*** Opening of Exercise input ***

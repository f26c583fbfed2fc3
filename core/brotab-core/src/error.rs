//! Error types for brotab-core operations.

use std::path::PathBuf;

// ═══════════════════════════════════════════════════════════════════════════════
// Reconciliation Errors
// ═══════════════════════════════════════════════════════════════════════════════

/// All errors raised while parsing, inferring or replaying tab commands.
///
/// Every variant is fatal for the reconciliation it came from: callers must
/// not dispatch any command once one of these has been returned.
#[derive(Debug, thiserror::Error)]
pub enum ReconcileError {
    // ─────────────────────────────────────────────────────────────────────
    // Parsing
    // ─────────────────────────────────────────────────────────────────────
    #[error("Malformed tab line {line:?}: {reason}")]
    MalformedLine { line: String, reason: String },

    #[error("Invalid tab id: {id:?}")]
    InvalidTabId { id: String },

    // ─────────────────────────────────────────────────────────────────────
    // Inference
    // ─────────────────────────────────────────────────────────────────────
    /// A tab in the edited list matches no tab in the listed one, neither by
    /// exact line nor by (tab id, title).
    #[error("Could not find line: {line:?}")]
    LookupFailure { line: String },

    // ─────────────────────────────────────────────────────────────────────
    // Application
    // ─────────────────────────────────────────────────────────────────────
    #[error("Tab not found: {tab_id}")]
    TabNotFound { tab_id: u64 },

    #[error("Cannot move tab {tab_id} to index {index}: list has {len} tabs")]
    IndexOutOfRange {
        tab_id: u64,
        index: usize,
        len: usize,
    },

    #[error("Replaying commands did not reproduce the edited tabs: {details}")]
    ReplayMismatch { details: String },
}

/// Convenience type alias for Results using ReconcileError.
pub type Result<T> = std::result::Result<T, ReconcileError>;

// ═══════════════════════════════════════════════════════════════════════════════
// Environment Errors
// ═══════════════════════════════════════════════════════════════════════════════

#[derive(Debug, thiserror::Error)]
pub enum ConfigError {
    #[error("Config file unreadable: {path}: {source}")]
    Read {
        path: PathBuf,
        #[source]
        source: std::io::Error,
    },

    #[error("Config file malformed: {path}: {source}")]
    Parse {
        path: PathBuf,
        #[source]
        source: dotenvy::Error,
    },

    #[error("Config value malformed: {key}={value:?}")]
    Malformed { key: String, value: String },

    #[error("Port range is empty: {min}..{max}")]
    EmptyPortRange { min: u16, max: u16 },
}

#[derive(Debug, thiserror::Error)]
pub enum EditorError {
    #[error("Editor command is empty")]
    NoEditor,

    #[error("Failed to launch editor {editor:?}: {source}")]
    Launch {
        editor: String,
        #[source]
        source: std::io::Error,
    },

    #[error("I/O error: {context}: {source}")]
    Io {
        context: String,
        #[source]
        source: std::io::Error,
    },
}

*** Close of Exercise input ***

● **The task**
Set down all the data exactly as given.

● **Solution**
repository f26c583fbfed2fc3
filename core/brotab-core/src/error.rs
//! Error types for brotab-core operations.

use std::path::PathBuf;

// ═══════════════════════════════════════════════════════════════════════════════
// Reconciliation Errors
// ═══════════════════════════════════════════════════════════════════════════════

/// All errors raised while parsing, inferring or replaying tab commands.
///
/// Every variant is fatal for the reconciliation it came from: callers must
/// not dispatch any command once one of these has been returned.
#[derive(Debug, thiserror::Error)]
pub enum ReconcileError {
    // ─────────────────────────────────────────────────────────────────────
    // Parsing
    // ─────────────────────────────────────────────────────────────────────
    #[error("Malformed tab line {line:?}: {reason}")]
    MalformedLine { line: String, reason: String },

    #[error("Invalid tab id: {id:?}")]
    InvalidTabId { id: String },

    // ─────────────────────────────────────────────────────────────────────
    // Inference
    // ─────────────────────────────────────────────────────────────────────
    /// A tab in the edited list matches no tab in the listed one, neither by
    /// exact line nor by (tab id, title).
    #[error("Could not find line: {line:?}")]
    LookupFailure { line: String },

    // ─────────────────────────────────────────────────────────────────────
    // Application
    // ─────────────────────────────────────────────────────────────────────
    #[error("Tab not found: {tab_id}")]
    TabNotFound { tab_id: u64 },

    #[error("Cannot move tab {tab_id} to index {index}: list has {len} tabs")]
    IndexOutOfRange {
        tab_id: u64,
        index: usize,
        len: usize,
    },

    #[error("Replaying commands did not reproduce the edited tabs: {details}")]
    ReplayMismatch { details: String },
}

/// Convenience type alias for Results using ReconcileError.
pub type Result<T> = std::result::Result<T, ReconcileError>;

// ═══════════════════════════════════════════════════════════════════════════════
// Environment Errors
// ═══════════════════════════════════════════════════════════════════════════════

#[derive(Debug, thiserror::Error)]
pub enum ConfigError {
    #[error("Config file unreadable: {path}: {source}")]
    Read {
        path: PathBuf,
        #[source]
        source: std::io::Error,
    },

    #[error("Config file malformed: {path}: {source}")]
    Parse {
        path: PathBuf,
        #[source]
        source: dotenvy::Error,
    },

    #[error("Config value malformed: {key}={value:?}")]
    Malformed { key: String, value: String },

    #[error("Port range is empty: {min}..{max}")]
    EmptyPortRange { min: u16, max: u16 },
}

#[derive(Debug, thiserror::Error)]
pub enum EditorError {
    #[error("Editor command is empty")]
    NoEditor,

    #[error("Failed to launch editor {editor:?}: {source}")]
    Launch {
        editor: String,
        #[source]
        source: std::io::Error,
    },

    #[error("I/O error: {context}: {source}")]
    Io {
        context: String,
        #[source]
        source: std::io::Error,
    },
}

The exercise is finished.